Collected data:
________________________________________

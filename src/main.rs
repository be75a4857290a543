use anyhow::Result;
use clap::{Parser, Subcommand};

use phish_setlists_lib::config::{AppConfig, ConfigStore};

/// Show calendar and setlists from phish.net.
#[derive(Parser, Debug)]
#[command(name = "phish-setlists", author, version, about, long_about = None)]
struct Args {
    /// phish.net API key (overrides PHISHNET_API_KEY and the config file)
    #[arg(long)]
    api_key: Option<String>,

    /// API base url
    #[arg(long)]
    base_url: Option<String>,

    #[command(subcommand)]
    command: Command,
}

#[derive(Subcommand, Debug)]
enum Command {
    /// List the days of a month that had a show
    Days {
        /// Four digit year, defaults to this year
        #[arg(long)]
        year: Option<String>,

        /// Month number, defaults to this month
        #[arg(long)]
        month: Option<String>,
    },
    /// Print the setlist for one date
    Setlist {
        /// Show date as YYYY-MM-DD
        #[arg(long)]
        date: String,
    },
}

fn configure_logging() {
    use tracing_subscriber::prelude::*;

    let env_filter = tracing_subscriber::EnvFilter::try_from_default_env()
        .unwrap_or_else(|_| tracing_subscriber::EnvFilter::new("info"));

    let fmt_layer = tracing_subscriber::fmt::layer()
        .with_line_number(true)
        .with_target(false)
        .with_file(true)
        .with_writer(std::io::stderr);

    tracing_subscriber::registry()
        .with(env_filter)
        .with(fmt_layer)
        .init();
}

#[tokio::main]
async fn main() -> Result<()> {
    configure_logging();
    let args = Args::parse();

    let config = ConfigStore::load().read().merge(AppConfig {
        api_key: args.api_key,
        base_url: args.base_url,
        artist: None,
    });

    run(args.command, &config).await
}

async fn run(command: Command, config: &AppConfig) -> Result<()> {
    let source = phish_setlists_lib::gateway(config)?;

    match command {
        Command::Days { year, month } => {
            let (year, month) =
                phish_setlists_lib::normalize_year_month(year.as_deref(), month.as_deref())?;
            let days = phish_setlists_lib::list_days(source, config, &year, &month).await?;
            if days.is_empty() {
                println!("no shows in {year}-{month}");
            }
            for day in days {
                println!("{day}");
            }
        }
        Command::Setlist { date } => {
            let date = phish_setlists_lib::normalize_date(&date)?;
            let view = phish_setlists_lib::show_setlist(source, &date).await?;
            if view.lines.is_empty() {
                println!("no setlist data yet for {date}");
                return Ok(());
            }
            if let Some(header) = &view.header {
                println!("{header}");
            }
            for section in &view.sets {
                println!();
                println!("{}:", section.title);
                for line in &section.lines {
                    println!("  {line}");
                }
            }
        }
    }
    Ok(())
}
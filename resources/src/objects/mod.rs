use std::{collections::HashMap, convert::TryFrom, fmt};

use serde::{de::DeserializeOwned, Deserialize, Serialize};
use uuid::Uuid;

pub mod conditions;
pub mod horizontal_pod_autoscaler;
pub mod job;
pub mod metrics;
pub mod object_reference;
pub mod scaled_job;
pub mod scaled_object;
pub mod trigger;

/// A label set, as attached to every object's metadata and used to build
/// HPA/external-metrics selectors (`scaledobject.keda.sh/name=...`).
#[derive(Debug, Serialize, Deserialize, Clone, Default, PartialEq, Eq)]
pub struct Labels(pub HashMap<String, String>);

impl Labels {
    pub fn new() -> Self {
        Labels(HashMap::new())
    }

    /// True if every key/value pair in `self` is present in `other`, i.e.
    /// `self` is a selector that `other`'s labels satisfy.
    pub fn matches(&self, other: &Labels) -> bool {
        self.0.iter().all(|(k, v)| other.0.get(k) == Some(v))
    }
}

impl fmt::Display for Labels {
    fn fmt(&self, f: &mut fmt::Formatter<'_>) -> fmt::Result {
        let mut pairs: Vec<String> = self.0.iter().map(|(k, v)| format!("{}={}", k, v)).collect();
        pairs.sort();
        write!(f, "{}", pairs.join(","))
    }
}

impl TryFrom<&str> for Labels {
    type Error = anyhow::Error;

    fn try_from(value: &str) -> Result<Self, Self::Error> {
        let mut map = HashMap::new();
        if value.is_empty() {
            return Ok(Labels(map));
        }
        for pair in value.split(',') {
            let (k, v) = pair
                .split_once('=')
                .ok_or_else(|| anyhow::anyhow!("invalid label selector segment: {}", pair))?;
            map.insert(k.to_string(), v.to_string());
        }
        Ok(Labels(map))
    }
}

/// Metadata common to every object the core reads or writes. `generation`
/// is what the scalers cache keys rebuilds on; `resource_version` lets a
/// status write detect it raced another writer and retry against a fresh
/// read.
#[derive(Debug, Serialize, Deserialize, Clone)]
#[serde(rename_all = "camelCase", default)]
pub struct Metadata {
    pub name: String,
    pub namespace: String,
    pub uid: Option<Uuid>,
    pub labels: Labels,
    /// Unlike `labels`, never used for selector matching -- just free-form
    /// key/value pairs an object's owner can set, e.g.
    /// `autoscaling.keda.sh/paused` / `autoscaling.keda.sh/paused-replicas`.
    pub annotations: HashMap<String, String>,
    pub owner_references: Vec<object_reference::ObjectReference>,
    pub generation: u64,
    pub resource_version: Option<String>,
}

impl Default for Metadata {
    fn default() -> Self {
        Metadata {
            name: String::new(),
            namespace: "default".to_string(),
            uid: None,
            labels: Labels::new(),
            annotations: HashMap::new(),
            owner_references: Vec::new(),
            generation: 0,
            resource_version: None,
        }
    }
}

/// The contract the informer/reflector pair needs from any watched type:
/// enough to build store keys and REST paths without knowing the concrete
/// resource kind.
pub trait Object: Serialize + DeserializeOwned + Clone + Send + Sync + 'static {
    /// Plural REST path segment, e.g. "scaledobjects".
    fn kind() -> &'static str;
    fn metadata(&self) -> &Metadata;

    /// Store key / REST path suffix: `{namespace}/{name}`.
    fn key(&self) -> String {
        format!("{}/{}", self.metadata().namespace, self.metadata().name)
    }

    fn uri(&self) -> String {
        format!("/api/v1/{}/{}", Self::kind(), self.key())
    }
}

impl Object for scaled_object::ScaledObject {
    fn kind() -> &'static str {
        "scaledobjects"
    }

    fn metadata(&self) -> &Metadata {
        &self.metadata
    }
}

impl Object for scaled_job::ScaledJob {
    fn kind() -> &'static str {
        "scaledjobs"
    }

    fn metadata(&self) -> &Metadata {
        &self.metadata
    }
}

impl Object for horizontal_pod_autoscaler::HorizontalPodAutoscaler {
    fn kind() -> &'static str {
        "horizontalpodautoscalers"
    }

    fn metadata(&self) -> &Metadata {
        &self.metadata
    }
}

#[cfg(test)]
mod tests {
    use super::*;

    #[test]
    fn labels_roundtrip_through_selector_string() {
        let labels = Labels::try_from("app=orders,tier=worker").unwrap();
        assert_eq!(labels.0.get("app").map(String::as_str), Some("orders"));
        let rendered = labels.to_string();
        assert!(rendered.contains("app=orders"));
        assert!(rendered.contains("tier=worker"));
    }

    #[test]
    fn labels_matches_is_a_subset_test() {
        let selector = Labels::try_from("app=orders").unwrap();
        let mut full = HashMap::new();
        full.insert("app".to_string(), "orders".to_string());
        full.insert("tier".to_string(), "worker".to_string());
        assert!(selector.matches(&Labels(full)));
    }
}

________________________________________

### Problem:
Where a line above holds the string "header", show that line.

### Answer below:
            if let Some(header) = &view.header {
                println!("{header}");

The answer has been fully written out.